Where was your Sir Barnard when the Armada came by?

In his grave, from a sudden and violent fever contracted in the line of duty in 1586.

How to be bullied by a sharp-eyed snake

In the beginning the Greeks observed, or thought that someone had observed, great reptiles with penetrating vision. From a root meaning sharp-eyed, they derived the word drako, which applied to pythons and dragons. The use of Drako or Draco as a name dates back at least to the seventh century BC, when the Athenian statesman Draco codified the laws. The good news is that he believed in law and order, trying to put the punishment for murder in the hands of the government rather than those of vendetta. The bad news is that he prescribed the death penalty for pretty much everything, giving us the word draconian.

The Romans picked up the word draco. Eventually it was Anglicized to drake and gallicized to dragon. (Why did my fingers capitalize one of those verbs and not the other? Must be sheer chauvinism.)

Then somebody invented a firearm that spewed enough flame to earn the name dragon, which became dragoon, which came to be applied to the soldiers who used those arms.

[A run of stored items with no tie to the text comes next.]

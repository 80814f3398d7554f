//! Record fixtures. Tests share one database, so every test takes fresh user ids.

use chrono::{DateTime, NaiveDate, TimeZone, Utc};
use membership_core::common::UserId;
use membership_core::domains::subscription::{DraftRecord, SubscriptionStatus};
use sqlx::PgPool;
use std::sync::atomic::{AtomicI64, Ordering};

static NEXT_USER_ID: AtomicI64 = AtomicI64::new(5_000_000);

pub fn fresh_user_id() -> UserId {
    UserId::new(NEXT_USER_ID.fetch_add(1, Ordering::SeqCst))
}

/// A whole-second instant; Postgres stores microseconds, so avoid `Utc::now()` in equality checks.
pub fn at(y: i32, m: u32, d: u32, h: u32) -> DateTime<Utc> {
    Utc.with_ymd_and_hms(y, m, d, h, 0, 0).unwrap()
}

pub fn draft(user_id: UserId, birthday: NaiveDate) -> DraftRecord {
    DraftRecord {
        user_id,
        display_name: format!("user_{}", user_id),
        email: format!("{}@example.com", user_id),
        birthday,
    }
}

/// Write a record in any state directly, bypassing the lifecycle rules.
pub async fn insert_subscriber(
    pool: &PgPool,
    user_id: UserId,
    birthday: NaiveDate,
    status: SubscriptionStatus,
    registered_at: DateTime<Utc>,
    expires_at: Option<DateTime<Utc>>,
) {
    sqlx::query(
        "INSERT INTO subscribers (user_id, display_name, email, birthday, status, registered_at, expires_at)
         VALUES ($1, $2, $3, $4, $5, $6, $7)",
    )
    .bind(user_id)
    .bind(format!("user_{}", user_id))
    .bind(format!("{}@example.com", user_id))
    .bind(birthday)
    .bind(status.as_str())
    .bind(registered_at)
    .bind(expires_at)
    .execute(pool)
    .await
    .expect("Failed to insert subscriber");
}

Then Louis XIV (himself known as the Dragon, by the way) used his dragoons to pressure the Huguenots into converting to Catholicism. (Better than massacring them, after all, thus showing the rapid progress of civilization in France.) But anyway, when they had been dragooned into submission, the verb passed into English.

best of terms: When Sir Francis needed a coat of arms, he borrowed that of the Drake family. Naturally, he added some difference to show that he was not the head of the family; but he still had no right to use these armorial bearings, and a heated dispute arose between him and Sir Barnard, resulting in the latter gentleman's boxing of Sir Francis's ears. Good Queen Bess was quite displeased. After suitably reprimanding Sir Barnard, she awarded a fine new coat of arms to Sir Francis. Exercising his prerogative, he added a crest above it, showing a sailing ship with a wyvern hanging by the heels from the rigging. Sir Barnard's comment was simply, "Though Her Majesty could give him a nobler, she could not give him an ancienter coat of arms." Is this a real quintessential snob, or what?

government: Those who are skeptical about this good news will please submit a 20,000-word essay on the high state of civilization attained in Sicily and the Appalachian mountains through the use of vendetta.